[Collected data entries]
┄┄┄┄┄┄

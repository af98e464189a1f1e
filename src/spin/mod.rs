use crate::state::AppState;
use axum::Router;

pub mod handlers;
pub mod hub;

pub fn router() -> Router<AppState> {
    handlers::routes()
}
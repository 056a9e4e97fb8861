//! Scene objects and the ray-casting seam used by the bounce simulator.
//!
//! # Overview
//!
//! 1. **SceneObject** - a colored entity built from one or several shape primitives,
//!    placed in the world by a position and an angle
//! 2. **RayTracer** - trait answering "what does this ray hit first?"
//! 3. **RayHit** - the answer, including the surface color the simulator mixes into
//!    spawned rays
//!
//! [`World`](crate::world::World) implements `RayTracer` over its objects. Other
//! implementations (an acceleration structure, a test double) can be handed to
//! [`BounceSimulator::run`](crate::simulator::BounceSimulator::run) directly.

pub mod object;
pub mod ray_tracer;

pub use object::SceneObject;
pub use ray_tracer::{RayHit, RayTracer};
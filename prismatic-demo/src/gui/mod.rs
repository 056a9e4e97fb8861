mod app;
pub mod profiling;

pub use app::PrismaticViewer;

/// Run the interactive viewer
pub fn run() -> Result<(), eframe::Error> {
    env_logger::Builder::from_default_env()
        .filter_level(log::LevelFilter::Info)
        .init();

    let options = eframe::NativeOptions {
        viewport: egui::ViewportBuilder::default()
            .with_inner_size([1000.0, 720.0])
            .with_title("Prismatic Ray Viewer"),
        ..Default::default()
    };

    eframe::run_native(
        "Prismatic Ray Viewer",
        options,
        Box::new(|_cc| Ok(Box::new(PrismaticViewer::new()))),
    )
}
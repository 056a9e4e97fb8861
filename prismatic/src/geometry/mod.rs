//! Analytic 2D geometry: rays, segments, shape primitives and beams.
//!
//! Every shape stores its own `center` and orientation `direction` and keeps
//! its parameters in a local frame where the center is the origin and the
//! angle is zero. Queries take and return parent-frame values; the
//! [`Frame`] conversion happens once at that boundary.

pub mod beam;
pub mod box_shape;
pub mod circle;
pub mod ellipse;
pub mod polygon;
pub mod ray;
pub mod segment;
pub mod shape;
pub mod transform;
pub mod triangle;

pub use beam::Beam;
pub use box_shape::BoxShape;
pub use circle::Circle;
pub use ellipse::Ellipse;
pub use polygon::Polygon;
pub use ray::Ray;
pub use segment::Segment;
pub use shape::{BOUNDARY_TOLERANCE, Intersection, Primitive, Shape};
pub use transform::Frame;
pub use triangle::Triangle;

┄┄┄┄┄┄

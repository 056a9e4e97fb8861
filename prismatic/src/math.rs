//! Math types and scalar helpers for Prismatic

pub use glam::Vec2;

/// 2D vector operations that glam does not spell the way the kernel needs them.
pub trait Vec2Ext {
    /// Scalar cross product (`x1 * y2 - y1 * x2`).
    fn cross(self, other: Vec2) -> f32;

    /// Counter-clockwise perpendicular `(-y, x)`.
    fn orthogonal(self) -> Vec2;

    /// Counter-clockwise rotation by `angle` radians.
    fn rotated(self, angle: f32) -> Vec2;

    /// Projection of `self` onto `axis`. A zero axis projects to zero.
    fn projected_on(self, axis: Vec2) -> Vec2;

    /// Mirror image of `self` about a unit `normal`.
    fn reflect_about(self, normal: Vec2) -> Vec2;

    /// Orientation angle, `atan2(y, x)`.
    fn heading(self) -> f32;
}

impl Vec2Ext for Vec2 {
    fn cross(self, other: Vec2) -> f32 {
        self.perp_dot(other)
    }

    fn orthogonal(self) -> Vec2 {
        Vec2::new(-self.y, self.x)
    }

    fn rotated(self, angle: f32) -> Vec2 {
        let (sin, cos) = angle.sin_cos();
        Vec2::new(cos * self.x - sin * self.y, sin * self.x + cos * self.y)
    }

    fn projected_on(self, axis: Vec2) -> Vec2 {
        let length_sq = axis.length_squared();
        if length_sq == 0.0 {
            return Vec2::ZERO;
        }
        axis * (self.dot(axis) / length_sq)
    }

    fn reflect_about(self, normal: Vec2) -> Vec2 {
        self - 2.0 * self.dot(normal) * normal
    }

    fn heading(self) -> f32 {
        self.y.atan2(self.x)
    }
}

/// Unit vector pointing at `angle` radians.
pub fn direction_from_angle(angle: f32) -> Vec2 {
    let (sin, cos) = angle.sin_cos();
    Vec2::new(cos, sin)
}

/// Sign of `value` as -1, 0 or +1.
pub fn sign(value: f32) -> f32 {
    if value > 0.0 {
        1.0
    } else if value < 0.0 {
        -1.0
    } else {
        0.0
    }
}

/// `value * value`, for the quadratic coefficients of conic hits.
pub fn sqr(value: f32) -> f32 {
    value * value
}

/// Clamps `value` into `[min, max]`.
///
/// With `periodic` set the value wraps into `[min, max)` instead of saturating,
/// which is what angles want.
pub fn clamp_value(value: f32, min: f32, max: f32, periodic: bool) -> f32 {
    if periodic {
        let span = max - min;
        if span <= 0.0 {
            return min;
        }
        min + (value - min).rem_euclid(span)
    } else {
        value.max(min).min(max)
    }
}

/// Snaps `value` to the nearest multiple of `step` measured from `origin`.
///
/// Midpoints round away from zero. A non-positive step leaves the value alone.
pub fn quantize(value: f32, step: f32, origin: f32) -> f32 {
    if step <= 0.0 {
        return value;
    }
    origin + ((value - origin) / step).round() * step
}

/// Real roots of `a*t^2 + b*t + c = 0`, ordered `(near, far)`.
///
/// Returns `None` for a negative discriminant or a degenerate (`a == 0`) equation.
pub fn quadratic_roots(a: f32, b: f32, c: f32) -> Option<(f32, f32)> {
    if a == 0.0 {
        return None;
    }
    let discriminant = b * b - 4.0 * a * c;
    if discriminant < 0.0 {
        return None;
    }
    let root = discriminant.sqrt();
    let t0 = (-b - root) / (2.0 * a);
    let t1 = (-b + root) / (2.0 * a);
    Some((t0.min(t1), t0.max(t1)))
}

┄┄┄┄┄┄

Required work —
Keeping every character as it is, restate the lines above that run from the line with "repository af98e464189a1f1e" through the line with "filename prismatic-demo/src/gui/mod.rs", both included, and nothing else.

Solution for this task —
repository af98e464189a1f1e
filename src/spin/mod.rs
use crate::state::AppState;
use axum::Router;

pub mod handlers;
pub mod hub;

pub fn router() -> Router<AppState> {
    handlers::routes()
}
repository 056a9e4e97fb8861
//! Scene objects and the ray-casting seam used by the bounce simulator.
//!
//! # Overview
//!
//! 1. **SceneObject** - a colored entity built from one or several shape primitives,
//!    placed in the world by a position and an angle
//! 2. **RayTracer** - trait answering "what does this ray hit first?"
//! 3. **RayHit** - the answer, including the surface color the simulator mixes into
//!    spawned rays
//!
//! [`World`](crate::world::World) implements `RayTracer` over its objects. Other
//! implementations (an acceleration structure, a test double) can be handed to
//! [`BounceSimulator::run`](crate::simulator::BounceSimulator::run) directly.

pub mod object;
pub mod ray_tracer;

pub use object::SceneObject;
pub use ray_tracer::{RayHit, RayTracer};
filename prismatic-demo/src/gui/mod.rs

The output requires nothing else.